Cross your hands in the triangle and put them under your tail bone, supporting it.
Extend your legs up.
Now, keep your legs straighten and slowly move them down and then up. But do not touch the floor with your feet.
If this is too heavy for you, you can slightly bend your legs at the knees and repeat the same. Up and down and not touching the floor.

After the exercise, bring your knees to the chest and hug them. Roll back and forward to relax those lower belly muscles.
After you do it you are ready to go to the next one!

2. Reverse Crunch
The next one is the Reverse Crunch.
Stay on your back, lift your legs up with bent knees and cross your ankles.
Put your arms to lay next to your body and relax the shoulders.
Your knees should be right above your hips.
Now lift your lower body up and slowly go down.
If you are a beginner, just a mini lift will do the job too.

3. Heel Clicks
Exercise number three – The Heel Clicks.
Go back to the position from the exercise number one.
Put your crossed hands under the tail bone supporting it.
Straighten your legs up and slowly move them downwards until you make a 45 degrees angle with the floor.
Now hold them in that position(this is hard) and start taping those hills.
Press your legs and keep your back all the way on the floor.
If you can put, your legs lower and repeat.

After the exercise repeat that relaxing technique before you go to the next one.

4. Cheerleader L’S
Bend your right knee and press it to the chest. Hug it with your arms.
Keep your left leg straighten but do not touch the floor.
Lift your abs up and look forward (not up).
Extend the right leg up, inhale, keep you hands next to your body in the air, lift your shoulders and hold!
Now switch the legs with no break and hold!

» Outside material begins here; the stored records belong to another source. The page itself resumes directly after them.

extern crate anyhow;
extern crate byteforge_math;
extern crate env_logger;
#[macro_use]
extern crate log;

use std::process;

use byteforge_math::config;

const DEFAULT_CONFIG: &str = "config.ini";

fn run() -> anyhow::Result<()> {
    let filename = std::env::args()
        .nth(1)
        .unwrap_or_else(|| DEFAULT_CONFIG.to_string());

    let settings = config::load_config(&filename)?;

    println!("Projection:\n{}\n", settings.projection.matrix());
    println!("Placement:\n{}", settings.placement.matrix());

    match settings.probe {
        Some(probe) => {
            println!(
                "\nProbe {}: length {}, normalized {}",
                probe,
                probe.mag(),
                probe.norm(),
            );
        }

        None => debug!("No probe vector configured"),
    }

    Ok(())
}

fn main() {
    env_logger::init();

    if let Err(e) = run() {
        eprintln!("{:#}", e);
        process::exit(1);
    }
}
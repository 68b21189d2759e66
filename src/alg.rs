use std;
use approx::{AbsDiffEq, RelativeEq, UlpsEq};

#[derive(Clone, Copy, Debug, Default, PartialEq)]
#[repr(C)]
pub struct Vec2 {
    pub x: f32,
    pub y: f32,
}

impl Vec2 {
    #[inline]
    pub fn new(x: f32, y: f32) -> Vec2 {
        Vec2 { x, y }
    }

    #[inline]
    pub fn zero() -> Vec2 {
        Vec2::new(0., 0.)
    }

    #[inline]
    pub fn one() -> Vec2 {
        Vec2::new(1., 1.)
    }

    #[inline]
    pub fn right() -> Vec2 {
        Vec2::new(1., 0.)
    }

    #[inline]
    pub fn up() -> Vec2 {
        Vec2::new(0., 1.)
    }

    #[inline]
    pub fn dot(self, other: Vec2) -> f32 {
        self.x * other.x + self.y * other.y
    }

    #[inline]
    pub fn scale(self, scalar: f32) -> Vec2 {
        Vec2::new(self.x * scalar, self.y * scalar)
    }

    #[inline]
    pub fn mag_squared(self) -> f32 {
        self.dot(self)
    }

    /// Euclidean length.
    #[inline]
    pub fn mag(self) -> f32 {
        self.mag_squared().sqrt()
    }

    /// Unit vector in the same direction.
    /// A zero-length vector is returned unchanged.
    #[inline]
    pub fn norm(self) -> Vec2 {
        let len = self.mag();

        if len != 0. {
            return self.scale(1. / len);
        }

        self
    }
}

impl std::ops::Add for Vec2 {
    type Output = Vec2;

    #[inline]
    fn add(self, other: Vec2) -> Vec2 {
        Vec2::new(
            self.x + other.x,
            self.y + other.y,
        )
    }
}

impl std::ops::Sub for Vec2 {
    type Output = Vec2;

    #[inline]
    fn sub(self, other: Vec2) -> Vec2 {
        Vec2::new(
            self.x - other.x,
            self.y - other.y,
        )
    }
}

impl std::ops::Neg for Vec2 {
    type Output = Vec2;

    #[inline]
    fn neg(self) -> Vec2 {
        Vec2::new(-self.x, -self.y)
    }
}

impl std::ops::Mul<f32> for Vec2 {
    type Output = Vec2;

    #[inline]
    fn mul(self, scalar: f32) -> Vec2 {
        self.scale(scalar)
    }
}

impl std::ops::Div<f32> for Vec2 {
    type Output = Vec2;

    #[inline]
    fn div(self, scalar: f32) -> Vec2 {
        Vec2::new(
            self.x / scalar,
            self.y / scalar,
        )
    }
}

impl From<[f32; 2]> for Vec2 {
    fn from(array: [f32; 2]) -> Vec2 {
        Vec2::new(array[0], array[1])
    }
}

impl From<Vec2> for [f32; 2] {
    fn from(vec: Vec2) -> [f32; 2] {
        [vec.x, vec.y]
    }
}

impl std::fmt::Display for Vec2 {
    fn fmt(&self, out: &mut std::fmt::Formatter) -> std::fmt::Result {
        write!(out, "( {}, {} )", self.x, self.y)
    }
}

impl AbsDiffEq for Vec2 {
    type Epsilon = f32;

    fn default_epsilon() -> f32 {
        f32::default_epsilon()
    }

    fn abs_diff_eq(&self, other: &Vec2, epsilon: f32) -> bool {
        self.x.abs_diff_eq(&other.x, epsilon)
            && self.y.abs_diff_eq(&other.y, epsilon)
    }
}

impl RelativeEq for Vec2 {
    fn default_max_relative() -> f32 {
        f32::default_max_relative()
    }

    fn relative_eq(
        &self,
        other: &Vec2,
        epsilon: f32,
        max_relative: f32,
    ) -> bool {
        self.x.relative_eq(&other.x, epsilon, max_relative)
            && self.y.relative_eq(&other.y, epsilon, max_relative)
    }
}

impl UlpsEq for Vec2 {
    fn default_max_ulps() -> u32 {
        f32::default_max_ulps()
    }

    fn ulps_eq(&self, other: &Vec2, epsilon: f32, max_ulps: u32) -> bool {
        self.x.ulps_eq(&other.x, epsilon, max_ulps)
            && self.y.ulps_eq(&other.y, epsilon, max_ulps)
    }
}

/// 4x4 matrix, column-major as GLSL expects.
/// The diagonal is at 0, 5, 10, 15 and the translation at 12, 13, 14.
#[derive(Clone, Copy, Debug, PartialEq)]
#[repr(C)]
pub struct Mat4 {
    pub data: [f32; 16],
}

impl Mat4 {
    #[inline]
    pub fn from_array(data: [f32; 16]) -> Mat4 {
        Mat4 { data }
    }

    #[inline]
    pub fn zero() -> Mat4 {
        Mat4::from_array([0.; 16])
    }

    #[inline]
    pub fn identity() -> Mat4 {
        Mat4::from_array([
            1.0, 0.0, 0.0, 0.0,
            0.0, 1.0, 0.0, 0.0,
            0.0, 0.0, 1.0, 0.0,
            0.0, 0.0, 0.0, 1.0,
        ])
    }

    /// Overwrites the translation column; any existing translation is lost.
    #[inline]
    pub fn translate(mut self, x: f32, y: f32, z: f32) -> Mat4 {
        self.data[12] = x;
        self.data[13] = y;
        self.data[14] = z;

        self
    }

    /// Multiplies the first three diagonal entries, composing with any
    /// existing scale.
    #[inline]
    pub fn scale(mut self, x: f32, y: f32, z: f32) -> Mat4 {
        self.data[0] *= x;
        self.data[5] *= y;
        self.data[10] *= z;

        self
    }

    /// Parallel projection of the box bounded by the given planes.
    ///
    /// Bounds are not checked: a zero-width, -height or -depth volume
    /// yields infinite or NaN entries.
    pub fn orthographic(
        left: f32,
        right: f32,
        bottom: f32,
        top: f32,
        near: f32,
        far: f32,
    ) -> Mat4 {
        let width = right - left;
        let height = top - bottom;
        let depth = far - near;

        let mut result = Mat4::zero();

        result.data[0] = 2. / width;
        result.data[5] = 2. / height;
        result.data[10] = -2. / depth;
        result.data[15] = 1.;

        result.data[12] = -(right + left) / width;
        result.data[13] = -(top + bottom) / height;
        result.data[14] = (far + near) / depth;

        result
    }

    #[inline]
    pub fn as_array(&self) -> &[f32; 16] {
        &self.data
    }
}

impl Default for Mat4 {
    fn default() -> Mat4 {
        Mat4::identity()
    }
}

impl From<[f32; 16]> for Mat4 {
    fn from(data: [f32; 16]) -> Mat4 {
        Mat4::from_array(data)
    }
}

impl std::ops::Index<usize> for Mat4 {
    type Output = f32;

    #[inline]
    fn index(&self, i: usize) -> &f32 {
        &self.data[i]
    }
}

impl std::ops::IndexMut<usize> for Mat4 {
    #[inline]
    fn index_mut(&mut self, i: usize) -> &mut f32 {
        &mut self.data[i]
    }
}

impl std::fmt::Display for Mat4 {
    // Printed in row order
    fn fmt(&self, out: &mut std::fmt::Formatter) -> std::fmt::Result {
        let d = &self.data;

        write!(
            out,
            "[ {}, {}, {}, {} ]\n[ {}, {}, {}, {} ]\n\
            [ {}, {}, {}, {} ]\n[ {}, {}, {}, {} ]",
            d[0], d[4], d[8], d[12],
            d[1], d[5], d[9], d[13],
            d[2], d[6], d[10], d[14],
            d[3], d[7], d[11], d[15],
        )
    }
}

impl AbsDiffEq for Mat4 {
    type Epsilon = f32;

    fn default_epsilon() -> f32 {
        f32::default_epsilon()
    }

    fn abs_diff_eq(&self, other: &Mat4, epsilon: f32) -> bool {
        self.data.iter()
            .zip(other.data.iter())
            .all(|(a, b)| a.abs_diff_eq(b, epsilon))
    }
}

impl RelativeEq for Mat4 {
    fn default_max_relative() -> f32 {
        f32::default_max_relative()
    }

    fn relative_eq(
        &self,
        other: &Mat4,
        epsilon: f32,
        max_relative: f32,
    ) -> bool {
        self.data.iter()
            .zip(other.data.iter())
            .all(|(a, b)| a.relative_eq(b, epsilon, max_relative))
    }
}

impl UlpsEq for Mat4 {
    fn default_max_ulps() -> u32 {
        f32::default_max_ulps()
    }

    fn ulps_eq(&self, other: &Mat4, epsilon: f32, max_ulps: u32) -> bool {
        self.data.iter()
            .zip(other.data.iter())
            .all(|(a, b)| a.ulps_eq(b, epsilon, max_ulps))
    }
}
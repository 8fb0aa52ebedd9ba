// Typed, null-aware request parameters
pub mod attribute;
pub mod binder;
pub mod model;
pub mod value;

pub use attribute::{Attribute, Kind, UnknownAttribute};
pub use binder::{bind, Binding};
pub use model::{Input, Parameter, ParameterModel};
pub use value::{NullableValue, Scalar, ScanError, Value};
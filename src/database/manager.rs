use sqlx::{postgres::PgPoolOptions, PgPool};
use std::time::Duration;
use thiserror::Error;
use tracing::info;

use crate::config::DatabaseConfig;

/// Errors from DatabaseManager
#[derive(Debug, Error)]
pub enum DatabaseError {
    #[error("Invalid database URL")]
    InvalidDatabaseUrl,

    #[error(transparent)]
    Sqlx(#[from] sqlx::Error),
}

/// Owns the shared connection pool. Built once at start-up and handed to the dispatcher.
#[derive(Clone)]
pub struct DatabaseManager {
    pool: PgPool,
}

impl DatabaseManager {
    /// Connect eagerly and verify the database answers
    pub async fn connect(config: &DatabaseConfig) -> Result<Self, DatabaseError> {
        Self::validate_url(&config.url)?;
        let pool = Self::pool_options(config).connect(&config.url).await?;
        info!(
            "Created database pool (max {} / min {} connections)",
            config.max_connections, config.min_connections
        );
        let manager = Self { pool };
        manager.health_check().await?;
        Ok(manager)
    }

    /// Build the pool without connecting; connections open on first use
    pub fn connect_lazy(config: &DatabaseConfig) -> Result<Self, DatabaseError> {
        Self::validate_url(&config.url)?;
        let pool = Self::pool_options(config).connect_lazy(&config.url)?;
        Ok(Self { pool })
    }

    pub fn from_pool(pool: PgPool) -> Self {
        Self { pool }
    }

    pub fn pool(&self) -> &PgPool {
        &self.pool
    }

    /// Pings the pool to ensure connectivity
    pub async fn health_check(&self) -> Result<(), DatabaseError> {
        sqlx::query("SELECT 1").execute(&self.pool).await?;
        Ok(())
    }

    pub async fn close(&self) {
        self.pool.close().await;
        info!("Closed database pool");
    }

    fn pool_options(config: &DatabaseConfig) -> PgPoolOptions {
        PgPoolOptions::new()
            .max_connections(config.max_connections)
            .min_connections(config.min_connections)
            .acquire_timeout(Duration::from_secs(config.connect_timeout_secs))
            .idle_timeout(Duration::from_secs(config.idle_timeout_secs))
    }

    fn validate_url(url: &str) -> Result<(), DatabaseError> {
        let parsed = url::Url::parse(url).map_err(|_| DatabaseError::InvalidDatabaseUrl)?;
        match parsed.scheme() {
            "postgres" | "postgresql" => Ok(()),
            _ => Err(DatabaseError::InvalidDatabaseUrl),
        }
    }
}
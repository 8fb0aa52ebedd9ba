#![allow(dead_code)]

use anyhow::Result;
use async_trait::async_trait;
use axum::body::Body;
use axum::http::{HeaderMap, Request, StatusCode};
use axum::Router;
use serde_json::Value;
use std::collections::HashMap;
use std::sync::atomic::{AtomicU64, Ordering};
use std::sync::{Arc, Mutex};
use std::time::Duration;
use tower::ServiceExt;

use ferry_api_rust::api::{router, AppState};
use ferry_api_rust::auth::{
    Accessor, AccessorKind, AccessorResolver, AccessorStore, AuthorizationChain, StoreError, TokenOutcome,
    TokenValidator,
};
use ferry_api_rust::config::DatabaseConfig;
use ferry_api_rust::database::DatabaseManager;
use ferry_api_rust::handlers;

pub const SCHEMA: &str = include_str!("../../sql/schema.sql");

/// Token subjects known to every test app
pub const READER: &str = "reader";
pub const WRITER: &str = "writer";

/// Accessors held in memory instead of the database
#[derive(Default)]
pub struct MemoryStore {
    accessors: Mutex<HashMap<String, Accessor>>,
}

impl MemoryStore {
    pub fn with_defaults() -> Self {
        let store = Self::default();
        store.insert(accessor(1, READER, AccessorKind::JwtRole, false));
        store.insert(accessor(2, WRITER, AccessorKind::JwtRole, true));
        store
    }

    pub fn insert(&self, accessor: Accessor) {
        self.accessors.lock().unwrap().insert(accessor.name.clone(), accessor);
    }
}

#[async_trait]
impl AccessorStore for MemoryStore {
    async fn lookup(&self, name: &str) -> Result<Option<Accessor>, StoreError> {
        Ok(self.accessors.lock().unwrap().get(name).filter(|a| a.active).cloned())
    }

    async fn touch(&self, _accid: i64) -> Result<(), StoreError> {
        Ok(())
    }
}

pub fn accessor(accid: i64, name: &str, kind: AccessorKind, write: bool) -> Accessor {
    Accessor {
        accid,
        name: name.to_string(),
        active: true,
        write,
        kind,
        username: None,
    }
}

/// Takes the bearer token itself as the subject; `bad` never validates
pub struct PlainTokens;

impl TokenValidator for PlainTokens {
    fn validate(&self, headers: &HeaderMap) -> TokenOutcome {
        let value = headers.get("authorization").and_then(|v| v.to_str().ok());
        match value.and_then(|v| v.strip_prefix("Bearer ")) {
            None => TokenOutcome::Missing,
            Some("bad") => TokenOutcome::Invalid("signature mismatch".to_string()),
            Some(subject) => TokenOutcome::Valid {
                subject: subject.to_string(),
            },
        }
    }
}

pub fn state_with(db: DatabaseManager, store: Arc<MemoryStore>) -> Arc<AppState> {
    let resolver = AccessorResolver::new(store, Duration::from_secs(60), 100);
    Arc::new(AppState {
        db,
        chain: AuthorizationChain::new(resolver, Arc::new(PlainTokens)),
        server_role: "test".to_string(),
        reverse_dns: false,
    })
}

pub fn app_with(db: DatabaseManager) -> Router {
    router(state_with(db, Arc::new(MemoryStore::with_defaults())), handlers::endpoints())
}

/// Pool pointing at a closed port
pub fn offline_db() -> Result<DatabaseManager> {
    let config = DatabaseConfig {
        url: "postgres://ferry@127.0.0.1:1/ferry".to_string(),
        max_connections: 1,
        min_connections: 0,
        connect_timeout_secs: 1,
        idle_timeout_secs: 60,
    };
    Ok(DatabaseManager::connect_lazy(&config)?)
}

/// App whose database cannot be reached; only paths that never touch it succeed
pub fn offline_app() -> Result<Router> {
    Ok(app_with(offline_db()?))
}

/// Database named by `FERRY_TEST_DATABASE_URL` with the schema applied, or `None`
/// when the variable is unset and database tests should be skipped.
pub async fn test_db() -> Result<Option<DatabaseManager>> {
    let Ok(url) = std::env::var("FERRY_TEST_DATABASE_URL") else {
        eprintln!("FERRY_TEST_DATABASE_URL not set, skipping");
        return Ok(None);
    };
    let pool = sqlx::postgres::PgPoolOptions::new()
        .max_connections(4)
        .connect(&url)
        .await?;
    sqlx::Executor::execute(&pool, SCHEMA).await?;
    Ok(Some(DatabaseManager::from_pool(pool)))
}

/// Name unique to this test run
pub fn unique(prefix: &str) -> String {
    static COUNTER: AtomicU64 = AtomicU64::new(0);
    let nanos = std::time::SystemTime::now()
        .duration_since(std::time::UNIX_EPOCH)
        .map(|d| d.as_nanos())
        .unwrap_or_default();
    format!("{}-{}-{}", prefix, nanos, COUNTER.fetch_add(1, Ordering::Relaxed))
}

/// Distinct documentation-range address per call
pub fn unique_ip() -> String {
    static NEXT: AtomicU64 = AtomicU64::new(0);
    let nanos = std::time::SystemTime::now()
        .duration_since(std::time::UNIX_EPOCH)
        .map(|d| d.as_nanos() as u64)
        .unwrap_or_default();
    let seed = nanos.wrapping_add(NEXT.fetch_add(1, Ordering::Relaxed));
    let segments: Vec<String> = (0..4).map(|i| format!("{:x}", (seed >> (i * 16)) & 0xffff)).collect();
    format!("2001:db8::{}", segments.join(":"))
}

pub struct Reply {
    pub status: StatusCode,
    pub body: Value,
}

impl Reply {
    pub fn errors(&self) -> Vec<String> {
        self.body["errors"]
            .as_array()
            .map(|a| a.iter().filter_map(|e| e.as_str().map(str::to_string)).collect())
            .unwrap_or_default()
    }
}

/// Send one request through the router
pub async fn call(app: &Router, uri: &str, token: Option<&str>) -> Result<Reply> {
    let mut request = Request::builder().uri(uri);
    if let Some(token) = token {
        request = request.header("authorization", format!("Bearer {}", token));
    }
    send(app, request.body(Body::empty())?).await
}

pub async fn send(app: &Router, request: Request<Body>) -> Result<Reply> {
    let response = app.clone().oneshot(request).await?;
    let status = response.status();
    let bytes = axum::body::to_bytes(response.into_body(), usize::MAX).await?;
    let body = serde_json::from_slice(&bytes)?;
    Ok(Reply { status, body })
}

/// Percent-encode a query value
pub fn q(value: &str) -> String {
    url::form_urlencoded::byte_serialize(value.as_bytes()).collect()
}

Do that relaxing technique and prepare yourself for the finale.

5. The Rocket
The rocket is the combination of a few exercises, a little challenging but it is the best move if you want that lower belly flat and firm!
Like in the Cheerleader L’S, keep your legs straighten, one up in the air and one straightens down but not touching the floor.
Lift your shoulders and put your hand behind your neck.
Now, you will twist the opposite shoulder with the opposite knee, turn the legs and repeat. And repeat!

Keep those legs and shoulder up, don’t touch the floor!